Dans les passages étroits, nos touristes faisaient quelquefois la rencontre de bergers en quête de nouveaux pâturages. Ils chassaient devant eux leur bétail. Un jeune garçon cheminait en tête du troupeau pour le diriger ; il ne parvenait à se faire suivre des brebis et des chèvres, toujours disposées à s’éparpiller, que par les appels de la voix et les balancements d’une petite cloche fêlée qu’on eut dit de fer-blanc.
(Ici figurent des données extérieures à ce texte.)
//! Texture resources.
//!
//! A [`Texture`] wraps the rasterizer's native image with its cached size and
//! format. The registry holds the only strong reference; draw primitives hold
//! a `Weak` that resolves to nothing once the texture is released. When the
//! last strong reference goes away the native image is posted to the release
//! queue, and the render thread hands it to `Rasterizer::destroy_image`.

mod format;
mod release;

use crate::coords::Vec2;

pub use format::PixelFormat;
pub use release::{release_queue, ReleaseQueue, ReleaseSender};

/// Rasterizer-assigned identifier of an uploaded image.
#[derive(Debug, Copy, Clone, Eq, PartialEq, Hash, PartialOrd, Ord)]
pub struct NativeTexture(pub u64);

/// Result of a successful decode-and-upload.
#[derive(Debug, Copy, Clone, Eq, PartialEq)]
pub struct LoadedImage {
    pub native: NativeTexture,
    pub width: u32,
    pub height: u32,
    pub format: PixelFormat,
}

/// Public snapshot of a texture's metadata.
#[derive(Debug, Copy, Clone, Eq, PartialEq)]
pub struct TextureInfo {
    pub width: u32,
    pub height: u32,
    pub format: PixelFormat,
    pub native: NativeTexture,
}

impl TextureInfo {
    #[inline]
    pub fn size(&self) -> (u32, u32) {
        (self.width, self.height)
    }
}

#[derive(Debug)]
pub struct Texture {
    native: NativeTexture,
    width: u32,
    height: u32,
    format: PixelFormat,
    release: ReleaseSender,
}

impl Texture {
    pub fn new(image: LoadedImage, release: ReleaseSender) -> Self {
        Self {
            native: image.native,
            width: image.width,
            height: image.height,
            format: image.format,
            release,
        }
    }

    #[inline]
    pub fn native(&self) -> NativeTexture {
        self.native
    }

    #[inline]
    pub fn size(&self) -> Vec2 {
        Vec2::new(self.width as f32, self.height as f32)
    }

    #[inline]
    pub fn info(&self) -> TextureInfo {
        TextureInfo {
            width: self.width,
            height: self.height,
            format: self.format,
            native: self.native,
        }
    }
}

impl Drop for Texture {
    fn drop(&mut self) {
        self.release.post(self.native);
    }
}

#[cfg(test)]
mod tests {
    use std::sync::Arc;

    use super::*;

    fn image(id: u64) -> LoadedImage {
        LoadedImage { native: NativeTexture(id), width: 64, height: 32, format: PixelFormat::Rgba8 }
    }

    #[test]
    fn drop_posts_native_exactly_once() {
        let (tx, queue) = release_queue();
        let tex = Arc::new(Texture::new(image(3), tx));
        let weak = Arc::downgrade(&tex);

        drop(tex);
        assert!(weak.upgrade().is_none());
        assert_eq!(queue.drain().collect::<Vec<_>>(), vec![NativeTexture(3)]);
        assert_eq!(queue.drain().count(), 0);
    }

    #[test]
    fn temporary_holder_delays_release() {
        let (tx, queue) = release_queue();
        let tex = Arc::new(Texture::new(image(9), tx));
        let borrowed = Arc::downgrade(&tex).upgrade();

        drop(tex);
        assert_eq!(queue.drain().count(), 0);
        drop(borrowed);
        assert_eq!(queue.drain().count(), 1);
    }

    #[test]
    fn info_reports_size_and_format() {
        let (tx, _queue) = release_queue();
        let info = Texture::new(image(1), tx).info();
        assert_eq!(info.size(), (64, 32));
        assert_eq!(info.format, PixelFormat::Rgba8);
        assert!(info.format.has_alpha());
    }
}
Un de ces chiens des Pyrénées, si dociles sous leur air farouche, l’aidait à rallier les bêtes incertaines ou volontaires.

Les vaches plus obéissantes venaient après les brebis, avec un air étonné de voir des lieux inconnus ; puis les juments et leurs poulains aux folles allures, les mulets à la marche prudente, au pas sûr, enfin le chef de famille et sa femme, tous deux à cheval, les plus jeunes enfants en croupe derrière eux, le nouveau-né contre la poitrine de sa mère, couvert d’un pli de son large voile écarlate.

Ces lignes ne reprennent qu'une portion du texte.